12 Lean-Agile Portfolio Management Antipatterns: Part 2

12 Lean-Agile Portfolio Management Antipatterns: Part 2
September 2, 2019 By Michael Miller

12 Lean-Agile Portfolio Management Antipatterns: Part 2

In Part 1, we discussed 4 strategic alignment and funding antipatterns that, when resolved, can leave your agile organization in a better position to perform in this age of digital disruption. Here, we focus on the remaining 8 operational antipatterns.

8 A/LPM Operational Antipatterns

Operational Antipatterns

  1. Failing to visualize the portfolio management process (and the work within it)

  2. Failing to limit work-in-progress and queue lengths

  3. Failing to adequately define large initiatives

  4. Failing to quantify 'what success looks like' for large initiatives (by establishing meaningful metrics up front)

  5. Failing to systematically prioritize large initiatives

  6. Failing to decompose large initiatives into meaningful epics and features

  7. Failing to have dedicated resources for product development

  8. Failing to withhold a percentage of program or team capacity as a buffer (i.e., running the team at 100%)
    Which results in micromanaging program and/or team backlog prioritization (as a reactionary tactic)

Visualize the Portfolio Management Process (and the Work within It)

Make portfolio management work visible to everyone involved. Taking the time to create a portfolio kanban board that accurately describes the current state of our portfolio management process helps us understand where gaps and blockages exist in those processes. Creating another portfolio kanban board that describes an ideal state will provide a map of where we need to go. Making our portfolio kanban board visible to the rest of the organization will let everyone know how we work and what we are working on, plus it begins to demystify portfolio management for everyone involved. Also, it is much more difficult to ignore something that is readily visible to even the casual passer-by.
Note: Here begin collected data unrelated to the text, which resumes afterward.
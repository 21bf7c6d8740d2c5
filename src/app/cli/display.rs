//! CLI display utilities for formatting output
//!
//! Formatting functions return strings so they can be tested without a
//! terminal; colouring goes through [`StyleRole`].

use crate::core::styles::StyleRole;
use crate::rollback::api::RollbackResult;
use crate::updater::api::{compare_versions, NoUpdateReason, PluginInfo, UpdateDecision, TRUNK};
use prettytable::{format, Cell, Row, Table};

const KEY_WIDTH: usize = 14;

fn key_line(out: &mut String, key: &str, value: &str, use_color: bool) {
    let padded = format!("{:<width$}", format!("{}:", key), width = KEY_WIDTH);
    out.push_str(&format!(
        "  {} {}\n",
        StyleRole::Key.paint(&padded, use_color),
        StyleRole::Value.paint(value, use_color)
    ));
}

fn opt_line(out: &mut String, key: &str, value: &Option<String>, use_color: bool) {
    if let Some(value) = value {
        key_line(out, key, value, use_color);
    }
}

/// Human-readable summary of an update decision
pub fn format_decision(decision: &UpdateDecision, use_color: bool) -> String {
    let mut out = String::new();
    match decision {
        UpdateDecision::UpdateAvailable(offer) => {
            out.push_str(&format!(
                "{} {} {} -> {}\n",
                StyleRole::Header.paint("Update available:", use_color),
                offer.slug,
                offer.current_version,
                StyleRole::Valid.paint(&offer.new_version, use_color)
            ));
            key_line(
                &mut out,
                "Package",
                offer.package.as_deref().unwrap_or("(none)"),
                use_color,
            );
            opt_line(&mut out, "Homepage", &offer.url, use_color);
            opt_line(&mut out, "Tested up to", &offer.tested, use_color);
            opt_line(&mut out, "Requires", &offer.requires, use_color);
            opt_line(&mut out, "Requires PHP", &offer.requires_php, use_color);
        }
        UpdateDecision::NoUpdate(none) => {
            let message = match none.reason {
                NoUpdateReason::UpToDate => format!(
                    "Up to date: version {} is installed",
                    none.current_version
                ),
                NoUpdateReason::NoNewVersion => format!(
                    "No version offered by the update server (installed: {})",
                    none.current_version
                ),
                NoUpdateReason::FetchFailed => format!(
                    "Update server unavailable; no update information (installed: {})",
                    none.current_version
                ),
            };
            let role = match none.reason {
                NoUpdateReason::FetchFailed => StyleRole::Invalid,
                _ => StyleRole::Valid,
            };
            out.push_str(&role.paint(&message, use_color));
            out.push('\n');
            if let Some(offered) = &none.offered_version {
                key_line(&mut out, "Offered", offered, use_color);
            }
        }
    }
    out
}

/// Plugin details, without the version catalog
pub fn format_info(info: &PluginInfo, use_color: bool) -> String {
    let mut out = format!(
        "{} {}\n",
        StyleRole::Header.paint(&info.name, use_color),
        info.version
    );
    key_line(&mut out, "Slug", &info.slug, use_color);
    opt_line(&mut out, "Author", &info.author, use_color);
    opt_line(&mut out, "Homepage", &info.homepage, use_color);
    opt_line(&mut out, "Requires", &info.requires, use_color);
    opt_line(&mut out, "Tested up to", &info.tested, use_color);
    opt_line(&mut out, "Requires PHP", &info.requires_php, use_color);
    opt_line(&mut out, "Last updated", &info.last_updated, use_color);
    opt_line(&mut out, "Download", &info.download_link, use_color);
    if info.num_ratings > 0 {
        key_line(
            &mut out,
            "Rating",
            &format!("{}% ({} ratings)", info.rating, info.num_ratings),
            use_color,
        );
    }
    if info.active_installs > 0 {
        key_line(
            &mut out,
            "Installs",
            &info.active_installs.to_string(),
            use_color,
        );
    }
    if !info.tags.is_empty() {
        let tags: Vec<&str> = info.tags.values().map(String::as_str).collect();
        key_line(&mut out, "Tags", &tags.join(", "), use_color);
    }
    if !info.sections.is_empty() {
        let sections: Vec<&str> = info.sections.keys().map(String::as_str).collect();
        key_line(&mut out, "Sections", &sections.join(", "), use_color);
    }
    key_line(
        &mut out,
        "Rollback",
        if info.allow_rollback { "allowed" } else { "not offered" },
        use_color,
    );
    out
}

/// Version catalog as a table, or `None` when nothing can be rolled back to
pub fn versions_table(info: &PluginInfo, use_color: bool) -> Option<Table> {
    if info.versions.is_empty() {
        return None;
    }

    let styled = |text: &str, role: StyleRole| {
        let cell = Cell::new(text);
        match role.to_prettytable_spec().filter(|_| use_color) {
            Some(spec) => cell.style_spec(&spec),
            None => cell,
        }
    };

    let mut table = Table::new();
    table.set_format(*format::consts::FORMAT_CLEAN);
    table.set_titles(Row::new(vec![
        styled("Version", StyleRole::Header),
        styled("Package", StyleRole::Header),
    ]));
    // Newest first, trunk last
    let mut versions: Vec<(&String, &String)> = info.versions.iter().collect();
    versions.sort_by(|a, b| {
        (a.0.as_str() == TRUNK)
            .cmp(&(b.0.as_str() == TRUNK))
            .then_with(|| compare_versions(b.0, a.0))
    });
    for (version, package) in versions {
        table.add_row(Row::new(vec![
            styled(version, StyleRole::Key),
            styled(package, StyleRole::Value),
        ]));
    }
    Some(table)
}

/// Outcome of a rollback, including the state trail when present
pub fn format_rollback(result: &RollbackResult, use_color: bool) -> String {
    let mut out = String::new();
    if result.success {
        out.push_str(&StyleRole::Valid.paint(&result.message, use_color));
        out.push('\n');
        if let Some(code) = result.error_code {
            key_line(&mut out, "Warning", code.as_ref(), use_color);
        }
    } else {
        let code = result.error_code.map(|c| c.to_string()).unwrap_or_default();
        out.push_str(&format!(
            "{} [{}] {}\n",
            StyleRole::Error.paint("Rollback failed", use_color),
            code,
            result.message
        ));
    }
    key_line(&mut out, "Installed", &result.current_version, use_color);
    key_line(&mut out, "Requested", &result.target_version, use_color);
    if let Some(trace) = &result.debug_trace {
        out.push_str(&StyleRole::Header.paint("Trace:", use_color));
        out.push('\n');
        for line in trace {
            out.push_str(&format!("  {}\n", StyleRole::Dim.paint(line, use_color)));
        }
    }
    out
}

/// Print the details view and its version table
pub fn print_info(info: &PluginInfo, use_color: bool) {
    print!("{}", format_info(info, use_color));
    if let Some(table) = versions_table(info, use_color) {
        println!();
        if use_color {
            table.printstd();
        } else {
            print!("{}", table);
        }
    }
}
Limit Work-In-Progress and Queue Lengths

Modern organizations simply have much more work than they have the capacity to deliver. Prioritization is usually the canned answer to this dilemma, but there are two other answers that are almost universally ignored: limiting work-in-progress (WIP) and queue lengths. The first, ‘limit work-in-progress’, is a technique originating from kanban and lean manufacturing. By adding  WIP limits to our portfolio kanban board, we can begin to identify and remove bottlenecks, increasing throughput and the amount of work actually completed. Limiting work-in-progress helps us optimize flow by having us focus on less until those few items are completely finished instead of chronically starting one portfolio initiative after another, diluting our focus and resulting in the delivery of less and less.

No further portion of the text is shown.